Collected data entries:
------------------------------------------------------------------------

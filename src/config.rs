// Configuration module for placeform
// This module handles loading and parsing configuration from ~/.config/placeform/config.toml

mod types;

pub use types::{Config, EmailConfig, GeocoderConfig};

use std::fs;
use std::path::{Path, PathBuf};

/// Result of loading configuration
pub struct ConfigResult {
    pub config: Config,
    pub warning: Option<String>,
}

/// Loads configuration from ~/.config/placeform/config.toml
/// Returns default configuration if file doesn't exist or on parse errors
pub fn load_config() -> ConfigResult {
    load_config_from(&get_config_path())
}

/// Loads configuration from an explicit path, falling back to defaults
pub fn load_config_from(config_path: &Path) -> ConfigResult {
    log::debug!("Loading config from {:?}", config_path);

    // If file doesn't exist, return defaults silently
    if !config_path.exists() {
        log::debug!("Config file does not exist, using defaults");
        return ConfigResult {
            config: Config::default(),
            warning: None,
        };
    }

    let contents = match fs::read_to_string(config_path) {
        Ok(contents) => contents,
        Err(e) => {
            log::error!("Failed to read config file {:?}: {}", config_path, e);
            return ConfigResult {
                config: Config::default(),
                warning: Some(format!("Failed to read config: {}", e)),
            };
        }
    };

    match toml::from_str::<Config>(&contents) {
        Ok(config) => {
            log::debug!("Config parsed successfully: {:?}", config.geocoder.endpoint);
            ConfigResult {
                config,
                warning: None,
            }
        }
        Err(e) => {
            log::error!("Failed to parse config file {:?}: {}", config_path, e);
            ConfigResult {
                config: Config::default(),
                warning: Some(format!("Invalid config: {}", e)),
            }
        }
    }
}

/// Returns the path to the configuration file
///
/// Always uses ~/.config/placeform/config.toml on all platforms for consistency.
fn get_config_path() -> PathBuf {
    dirs::home_dir()
        .unwrap_or_else(|| PathBuf::from("."))
        .join(".config")
        .join("placeform")
        .join("config.toml")
}

#[cfg(test)]
mod tests {
    use super::*;
    use std::io::Write;
    use tempfile::NamedTempFile;

    #[test]
    fn test_missing_file_uses_defaults_without_warning() {
        let dir = tempfile::tempdir().unwrap();
        let result = load_config_from(&dir.path().join("config.toml"));

        assert!(result.warning.is_none());
        assert_eq!(result.config.geocoder.limit, 15);
    }

    #[test]
    fn test_valid_file_is_loaded() {
        let mut file = NamedTempFile::new().unwrap();
        writeln!(
            file,
            r#"
[geocoder]
endpoint = "http://localhost:9000/search/"
limit = 5
"#
        )
        .unwrap();

        let result = load_config_from(file.path());

        assert!(result.warning.is_none());
        assert_eq!(result.config.geocoder.endpoint, "http://localhost:9000/search/");
        assert_eq!(result.config.geocoder.limit, 5);
        assert_eq!(result.config.geocoder.bias_latitude, 45.76);
    }

    #[test]
    fn test_invalid_file_falls_back_with_warning() {
        let mut file = NamedTempFile::new().unwrap();
        writeln!(file, "[geocoder\nlimit = ").unwrap();

        let result = load_config_from(file.path());

        let warning = result.warning.expect("invalid config should warn");
        assert!(warning.starts_with("Invalid config:"));
        assert_eq!(result.config.geocoder.limit, 15);
    }

    #[test]
    fn test_wrong_type_falls_back_with_warning() {
        let mut file = NamedTempFile::new().unwrap();
        writeln!(file, "[email]\nmin_chars = \"three\"").unwrap();

        let result = load_config_from(file.path());

        assert!(result.warning.is_some());
        assert_eq!(result.config.email.min_chars, 3);
    }
}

------------------------------------------------------------------------

# [Work to complete]
Find how many lines of the preceding data contain "debug", and answer with that number only.

# [Answer space]
3